February 3, 2008 by in category Archives tagged as

by Sue Phillips

How many volunteers does it take to run a chapter? A dozen? Two dozen? Not OCC. At the January meeting, over fifty (50!) volunteers were invited to the front of the room to be recognized by a round of applause and an appreciation gift! Every one of these volunteers is an integral part of the success of our chapter. Some of them work at our meetings. Others do their work at home, juggling time with jobs and family.

Our OCC motto is “One hand reaching forward, and one hand reaching back, in a continuing chain.” I might add that we also have many hands reaching out to lift a box, make a cup of coffee, run a committee, coordinate a contest, stuff an envelope, and donate a raffle basket or a critique. Together, they share the enormous workload of one of the largest chapters in our industry.

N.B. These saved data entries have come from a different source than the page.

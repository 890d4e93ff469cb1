use tracing::trace;

use crate::core::{Cell, ChartData, ChartDefinition, Field, Row};

use super::options::{
    AreaStyle, AxisOptions, ChartOptions, LabelOptions, MarkerSymbol, SeriesKind, SeriesOptions,
    SeriesPoint, TitleOptions,
};

pub const AREA_FILL_OPACITY: f64 = 0.2;
pub const SCATTER_SYMBOL: MarkerSymbol = MarkerSymbol::RoundRect;
pub const SCATTER_SYMBOL_SIZE: u32 = 20;
pub const SCATTER_SYMBOL_ROTATE_DEG: f64 = 10.0;

/// Chart flavours sharing the category-axis algorithm.
#[derive(Debug, Clone, Copy, PartialEq, Eq)]
pub enum CategoryStyle {
    Line,
    Bar,
    Area,
    Scatter,
}

impl CategoryStyle {
    #[must_use]
    pub const fn series_kind(self) -> SeriesKind {
        match self {
            Self::Line | Self::Area => SeriesKind::Line,
            Self::Bar => SeriesKind::Bar,
            Self::Scatter => SeriesKind::Scatter,
        }
    }

    /// Bar and area charts carry the data description as subtitle.
    #[must_use]
    pub const fn shows_subtitle(self) -> bool {
        matches!(self, Self::Bar | Self::Area)
    }

    fn point(self, value: f64) -> SeriesPoint {
        match self {
            Self::Scatter => SeriesPoint {
                symbol: Some(SCATTER_SYMBOL),
                symbol_size: Some(SCATTER_SYMBOL_SIZE),
                symbol_rotate: Some(SCATTER_SYMBOL_ROTATE_DEG),
                ..SeriesPoint::value(value)
            },
            Self::Line | Self::Bar | Self::Area => SeriesPoint::value(value),
        }
    }

    fn decorate(self, mut series: SeriesOptions) -> SeriesOptions {
        if self == Self::Area {
            series.label = Some(LabelOptions { show: true });
            series.area_style = Some(AreaStyle {
                opacity: AREA_FILL_OPACITY,
            });
        }
        series
    }
}

/// Category labels from column 0, one per row.
///
/// Empty rows still contribute an (empty) category so the axis length always
/// matches the row count.
#[must_use]
pub fn build_categories(rows: &[Row]) -> Vec<String> {
    rows.iter()
        .map(|row| row.first().map_or_else(String::new, Cell::category_label))
        .collect()
}

/// Numeric values of column `field_index`, skipping rows that cannot supply one.
#[must_use]
pub fn collect_numeric_column(rows: &[Row], field_index: usize) -> Vec<f64> {
    let mut values = Vec::with_capacity(rows.len());
    for (row_index, row) in rows.iter().enumerate() {
        if row.len() < 2 {
            trace!(row_index, field_index, "skip short row");
            continue;
        }
        match row.get(field_index).and_then(Cell::as_number) {
            Some(value) => values.push(value),
            None => trace!(row_index, field_index, "skip non-numeric cell"),
        }
    }
    values
}

/// Converts a definition/data pair with the shared category-axis algorithm.
pub fn convert_category_chart(
    style: CategoryStyle,
    definition: &ChartDefinition,
    data: &ChartData,
    locale: &str,
) -> ChartOptions {
    let title = TitleOptions {
        text: definition.title.resolve(locale).to_owned(),
        subtext: style
            .shows_subtitle()
            .then(|| data.description.resolve(locale).to_owned()),
    };

    let series = data
        .schema
        .value_fields()
        .map(|(field_index, field)| build_series(style, field, field_index, &data.data, locale))
        .collect();

    ChartOptions {
        title,
        x_axis: Some(AxisOptions::category(
            definition.x_axis.title.resolve(locale),
            build_categories(&data.data),
        )),
        y_axis: Some(AxisOptions::value(definition.y_axis.title.resolve(locale))),
        series,
    }
}

fn build_series(
    style: CategoryStyle,
    field: &Field,
    field_index: usize,
    rows: &[Row],
    locale: &str,
) -> SeriesOptions {
    let points = collect_numeric_column(rows, field_index)
        .into_iter()
        .map(|value| style.point(value))
        .collect();
    style.decorate(SeriesOptions::new(
        field.title.resolve(locale),
        style.series_kind(),
        points,
    ))
}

While it was a difficult task to limit the list to only eight, the OCC board presents the nominees for the 2007 Chrystal Cashero Award for Volunteer of the Year:

Jina Bacarr (Podcasts)

Kitty Bucholtz (Online class coordinator/moderator)

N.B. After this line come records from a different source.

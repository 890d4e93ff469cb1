use chart_adapter::api::{ChartRequest, convert_batch, convert_json_str};
use chart_adapter::core::{Cell, ChartData, ChartDefinition, ChartType, LocalizedText};
use chart_adapter::error::ChartError;
use serde_json::json;

const MIDDLE_EARTH: &str = include_str!("fixtures/middle_earth_line.json");

fn minimal_request(chart_type: &str) -> String {
    json!({
        "locale": "en",
        "definition": { "type": chart_type, "title": { "en": "T" } },
        "data": {
            "schema": { "fields": [
                { "name": "date", "type": "string" },
                { "name": "a", "type": "number", "title": { "en": "a" } },
                { "name": "b", "type": "number", "title": { "en": "b" } }
            ] },
            "data": [["d1", 1, 2], ["d2", 3, null]]
        }
    })
    .to_string()
}

#[test]
fn fixture_request_converts_with_french_locale() {
    let request = ChartRequest::from_json_str(MIDDLE_EARTH).expect("fixture decodes");
    assert_eq!(request.effective_locale(), "fr");
    assert_eq!(request.definition.chart_type, ChartType::Line);
    assert_eq!(request.definition.license.code, "CC0-1.0");
    assert_eq!(request.definition.y_axis.title, LocalizedText::english("support%"));

    let options = request.convert_options();
    assert_eq!(options.title.text, "Exemple de graphique linéaire");
    assert_eq!(options.x_axis.as_ref().expect("x axis").name, "Date");
    assert_eq!(options.y_axis.as_ref().expect("y axis").name, "support%");
    assert_eq!(options.x_axis.as_ref().expect("x axis").categories().len(), 5);

    let names: Vec<_> = options.series.iter().map(|s| s.name.as_str()).collect();
    assert_eq!(names, vec!["Elfes", "Ents", "Orcs"]);
    assert_eq!(
        options.series_named("Elfes").expect("a2").values(),
        vec![35.0, 36.0, 35.0, 30.0]
    );
    assert_eq!(
        options.series_named("Ents").expect("a3").values(),
        vec![37.0, 33.0, 37.0, 36.0]
    );
    assert_eq!(
        options.series_named("Orcs").expect("a4").values(),
        vec![8.0, 8.0, 6.0, 7.0]
    );
}

#[test]
fn every_supported_type_converts_minimal_request() {
    for chart_type in ChartType::ALL {
        let document =
            convert_json_str(&minimal_request(chart_type.as_str())).expect("supported type");
        assert_eq!(document["title"]["text"], json!("T"), "{chart_type}");
    }
}

#[test]
fn unsupported_type_is_reported_by_name() {
    let err = convert_json_str(&minimal_request("donut")).expect_err("donut is unsupported");
    assert_eq!(err, ChartError::UnsupportedChartType("donut".to_owned()));
    assert_eq!(err.to_string(), "unsupported chart type: donut");
}

#[test]
fn malformed_documents_are_decode_errors() {
    assert!(matches!(
        ChartRequest::from_json_str("{ not json"),
        Err(ChartError::Decode(_))
    ));
    assert!(matches!(
        ChartRequest::from_json_str(r#"{ "definition": { "type": "line" } }"#),
        Err(ChartError::Decode(_))
    ));

    let bad_field = minimal_request("bar").replace(r#""type":"string""#, r#""type":"date""#);
    assert!(matches!(
        ChartRequest::from_json_str(&bad_field),
        Err(ChartError::Decode(message)) if message.contains("date")
    ));
}

#[test]
fn missing_or_empty_locale_defaults_to_english() {
    let definition = ChartDefinition::new(
        ChartType::Line,
        LocalizedText::english("Hello").with("es", "Hola"),
    );
    let request = ChartRequest::new(definition, ChartData::default());
    assert_eq!(request.effective_locale(), "en");
    assert_eq!(request.clone().with_locale("").effective_locale(), "en");

    let spanish = request.clone().with_locale("es");
    assert_eq!(spanish.convert_options().title.text, "Hola");
    assert_eq!(request.convert_options().title.text, "Hello");

    let decoded = ChartRequest::from_json_str(
        r#"{ "definition": { "type": "line", "title": "Hello" }, "data": {} }"#,
    )
    .expect("decode");
    assert_eq!(decoded.locale, None);
    assert_eq!(decoded.convert_options().title.text, "Hello");
}

#[test]
fn request_roundtrips_through_pretty_json() {
    let request = ChartRequest::from_json_str(MIDDLE_EARTH).expect("fixture decodes");
    let json = request.to_json_pretty().expect("encode");
    let restored = ChartRequest::from_json_str(&json).expect("decode");
    assert_eq!(restored, request);
}

#[test]
fn batch_conversion_keeps_input_order() {
    let mut requests: Vec<ChartRequest> = ["line", "pie", "scatter"]
        .into_iter()
        .map(|tag| ChartRequest::from_json_str(&minimal_request(tag)).expect("request"))
        .collect();
    requests[1].data.data.push(vec![Cell::from("d3"), Cell::from(5)]);

    let results = convert_batch(&requests);
    assert_eq!(results.len(), 3);

    let line = results[0].as_ref().expect("line");
    assert_eq!(line["series"][0]["type"], json!("line"));
    let pie = results[1].as_ref().expect("pie");
    assert_eq!(pie["series"][0]["data"].as_array().map(Vec::len), Some(3));
    let scatter = results[2].as_ref().expect("scatter");
    assert_eq!(scatter["series"][0]["type"], json!("scatter"));
}
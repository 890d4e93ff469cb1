//! Log setup for the `chart-adapter` binary.
//!
//! Conversions emit `tracing` events (a `debug` per chart, a `trace` per
//! skipped cell). Library users install their own subscriber; the CLI uses
//! [`init_default_tracing`].

/// Installs a compact subscriber filtered by `RUST_LOG` (default `info`).
///
/// Events go to stderr: the CLI prints the options document on stdout and
/// callers pipe it straight into a renderer, so log lines must never mix in.
/// Returns `false` without the `telemetry` feature or when a global
/// subscriber is already set.
#[must_use]
pub fn init_default_tracing() -> bool {
    #[cfg(feature = "telemetry")]
    {
        let builder = tracing_subscriber::fmt()
            .with_env_filter(
                tracing_subscriber::EnvFilter::try_from_default_env()
                    .unwrap_or_else(|_| tracing_subscriber::EnvFilter::new("info")),
            )
            .with_writer(std::io::stderr)
            .with_target(false)
            .compact();

        return builder.try_init().is_ok();
    }

    #[cfg(not(feature = "telemetry"))]
    {
        false
    }
}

Jen (Crooks) Bullington (Orange Rose Contest Coordinator)

Helene Esteves (Used Books Sales)

Peggy Mansur (Used Books Sales)

Lori Pyne (Book Buyers’ Best Contest Coordinator, Online Class Moderator & Guest Reception Coordinator)

Charlene Sands (Ask-An-Author Coordinator)

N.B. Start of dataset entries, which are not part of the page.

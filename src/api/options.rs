use serde::{Deserialize, Serialize};
use serde_json::{Map, Value};

use crate::error::{ChartError, ChartResult};

/// Renderer chart options produced by a conversion.
///
/// Key spelling follows the ECharts option model (`xAxis`, `subtext`,
/// `areaStyle`, `roseType`, ...). Optional parts are omitted when unset.
#[derive(Debug, Clone, PartialEq, Serialize, Deserialize)]
#[serde(rename_all = "camelCase")]
pub struct ChartOptions {
    pub title: TitleOptions,
    #[serde(default, skip_serializing_if = "Option::is_none")]
    pub x_axis: Option<AxisOptions>,
    #[serde(default, skip_serializing_if = "Option::is_none")]
    pub y_axis: Option<AxisOptions>,
    #[serde(default)]
    pub series: Vec<SeriesOptions>,
}

impl ChartOptions {
    /// Flattens the typed options into a generic key-value document.
    pub fn to_json_map(&self) -> ChartResult<Map<String, Value>> {
        match serde_json::to_value(self).map_err(|e| ChartError::Serialize(e.to_string()))? {
            Value::Object(map) => Ok(map),
            other => Err(ChartError::Serialize(format!(
                "expected an options object, got {other}"
            ))),
        }
    }

    pub fn to_json_pretty(&self) -> ChartResult<String> {
        serde_json::to_string_pretty(self).map_err(|e| ChartError::Serialize(e.to_string()))
    }

    #[must_use]
    pub fn series_named(&self, name: &str) -> Option<&SeriesOptions> {
        self.series.iter().find(|series| series.name == name)
    }
}

#[derive(Debug, Clone, Default, PartialEq, Eq, Serialize, Deserialize)]
pub struct TitleOptions {
    pub text: String,
    #[serde(default, skip_serializing_if = "Option::is_none")]
    pub subtext: Option<String>,
}

#[derive(Debug, Clone, Copy, PartialEq, Eq, Serialize, Deserialize)]
#[serde(rename_all = "lowercase")]
pub enum AxisKind {
    Category,
    Value,
}

#[derive(Debug, Clone, PartialEq, Eq, Serialize, Deserialize)]
pub struct AxisOptions {
    pub name: String,
    #[serde(rename = "type")]
    pub kind: AxisKind,
    /// Category labels; always present on category axes, even when empty.
    #[serde(default, skip_serializing_if = "Option::is_none")]
    pub data: Option<Vec<String>>,
}

impl AxisOptions {
    #[must_use]
    pub fn category(name: impl Into<String>, categories: Vec<String>) -> Self {
        Self {
            name: name.into(),
            kind: AxisKind::Category,
            data: Some(categories),
        }
    }

    #[must_use]
    pub fn value(name: impl Into<String>) -> Self {
        Self {
            name: name.into(),
            kind: AxisKind::Value,
            data: None,
        }
    }

    #[must_use]
    pub fn categories(&self) -> &[String] {
        self.data.as_deref().unwrap_or_default()
    }
}

/// Renderer series type. Area charts render as filled `line` series.
#[derive(Debug, Clone, Copy, PartialEq, Eq, Serialize, Deserialize)]
#[serde(rename_all = "lowercase")]
pub enum SeriesKind {
    Line,
    Bar,
    Scatter,
    Pie,
}

#[derive(Debug, Clone, Copy, PartialEq, Eq, Serialize, Deserialize)]
#[serde(rename_all = "camelCase")]
pub enum MarkerSymbol {
    Circle,
    Rect,
    RoundRect,
    Triangle,
    Diamond,
}

#[derive(Debug, Clone, Copy, PartialEq, Eq, Serialize, Deserialize)]
#[serde(rename_all = "lowercase")]
pub enum RoseType {
    Radius,
    Area,
}

#[derive(Debug, Clone, Copy, PartialEq, Eq, Serialize, Deserialize)]
pub struct LabelOptions {
    pub show: bool,
}

#[derive(Debug, Clone, Copy, PartialEq, Serialize, Deserialize)]
pub struct AreaStyle {
    pub opacity: f64,
}

/// One plotted value. Slice names and marker hints are only set by the
/// strategies that need them.
#[derive(Debug, Clone, PartialEq, Serialize, Deserialize)]
#[serde(rename_all = "camelCase")]
pub struct SeriesPoint {
    #[serde(default, skip_serializing_if = "Option::is_none")]
    pub name: Option<String>,
    pub value: f64,
    #[serde(default, skip_serializing_if = "Option::is_none")]
    pub symbol: Option<MarkerSymbol>,
    #[serde(default, skip_serializing_if = "Option::is_none")]
    pub symbol_size: Option<u32>,
    #[serde(default, skip_serializing_if = "Option::is_none")]
    pub symbol_rotate: Option<f64>,
}

impl SeriesPoint {
    #[must_use]
    pub fn value(value: f64) -> Self {
        Self {
            name: None,
            value,
            symbol: None,
            symbol_size: None,
            symbol_rotate: None,
        }
    }

    #[must_use]
    pub fn named(name: impl Into<String>, value: f64) -> Self {
        Self {
            name: Some(name.into()),
            ..Self::value(value)
        }
    }
}

#[derive(Debug, Clone, PartialEq, Serialize, Deserialize)]
#[serde(rename_all = "camelCase")]
pub struct SeriesOptions {
    pub name: String,
    #[serde(rename = "type")]
    pub kind: SeriesKind,
    pub data: Vec<SeriesPoint>,
    #[serde(default, skip_serializing_if = "Option::is_none")]
    pub label: Option<LabelOptions>,
    #[serde(default, skip_serializing_if = "Option::is_none")]
    pub area_style: Option<AreaStyle>,
    #[serde(default, skip_serializing_if = "Option::is_none")]
    pub rose_type: Option<RoseType>,
}

impl SeriesOptions {
    #[must_use]
    pub fn new(name: impl Into<String>, kind: SeriesKind, data: Vec<SeriesPoint>) -> Self {
        Self {
            name: name.into(),
            kind,
            data,
            label: None,
            area_style: None,
            rose_type: None,
        }
    }

    #[must_use]
    pub fn values(&self) -> Vec<f64> {
        self.data.iter().map(|point| point.value).collect()
    }
}
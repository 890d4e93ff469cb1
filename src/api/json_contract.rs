use std::str::FromStr;

use serde::{Deserialize, Serialize};
use serde_json::{Map, Value};

use crate::core::{ChartData, ChartDefinition, ChartType, FALLBACK_LOCALE};
use crate::error::{ChartError, ChartResult};

use super::adapter::ChartAdapter;
use super::options::ChartOptions;

/// Input document: a definition, its data, and the display locale.
#[derive(Debug, Clone, PartialEq, Serialize, Deserialize)]
pub struct ChartRequest {
    #[serde(default, skip_serializing_if = "Option::is_none")]
    pub locale: Option<String>,
    pub definition: ChartDefinition,
    pub data: ChartData,
}

impl ChartRequest {
    #[must_use]
    pub fn new(definition: ChartDefinition, data: ChartData) -> Self {
        Self {
            locale: None,
            definition,
            data,
        }
    }

    #[must_use]
    pub fn with_locale(mut self, locale: impl Into<String>) -> Self {
        self.locale = Some(locale.into());
        self
    }

    /// Requested locale; missing or empty means English.
    #[must_use]
    pub fn effective_locale(&self) -> &str {
        match self.locale.as_deref() {
            Some(locale) if !locale.is_empty() => locale,
            _ => FALLBACK_LOCALE,
        }
    }

    #[must_use]
    pub fn adapter(&self) -> ChartAdapter<'_> {
        ChartAdapter::new(&self.definition, &self.data)
    }

    #[must_use]
    pub fn convert_options(&self) -> ChartOptions {
        self.adapter().convert_options(self.effective_locale())
    }

    pub fn convert(&self) -> ChartResult<Map<String, Value>> {
        self.adapter().convert(self.effective_locale())
    }

    pub fn to_json_pretty(&self) -> ChartResult<String> {
        serde_json::to_string_pretty(self).map_err(|e| ChartError::Serialize(e.to_string()))
    }

    /// Decodes a request document.
    ///
    /// A well-formed document naming an unknown `definition.type` reports
    /// [`ChartError::UnsupportedChartType`]; every other failure is
    /// [`ChartError::Decode`].
    pub fn from_json_str(input: &str) -> ChartResult<Self> {
        let document: Value = serde_json::from_str(input)
            .map_err(|e| ChartError::Decode(format!("failed to parse request json: {e}")))?;
        Self::from_json_value(document)
    }

    pub fn from_json_value(document: Value) -> ChartResult<Self> {
        if let Some(tag) = document.pointer("/definition/type").and_then(Value::as_str) {
            ChartType::from_str(tag)?;
        }
        serde_json::from_value(document)
            .map_err(|e| ChartError::Decode(format!("failed to decode request: {e}")))
    }
}

/// Decodes a request document and converts it in one step.
pub fn convert_json_str(input: &str) -> ChartResult<Map<String, Value>> {
    ChartRequest::from_json_str(input)?.convert()
}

Lisa Valdez (1st Chapter Critique Coordinator)

Congratulations to all of our nominees. Voting by the general members will take place at the February meeting. The recipient will be announced at the March meeting.

Since joining OCC in 1985, I have been asked why I continue to volunteer. As corny as it may sound, I have always answered that I like the idea that, in my own small way, I have helped a fellow writer reach for and hopefully attain her/his dream to be published. Every time I hear of an OCC member who has finaled in a contest, had a manuscript requested by an agent or editor, or got “THE call”, I am so happy for them. I like to believe that this chapter has helped, has made a difference. My contribution – no matter how big or how small – is about helping this chapter to continue to support writers, to give them a place to share their personal stories of joy and heartache. Some will publish, some won’t. There is no guarantee anyone will sell a book. But whether or not it happens, our chapter is here for them, encouraging them to keep writing, keep trying. And I’m proud to be a part of it.

Are you a volunteer? If so, what is it in you that raises your hand and offers to help?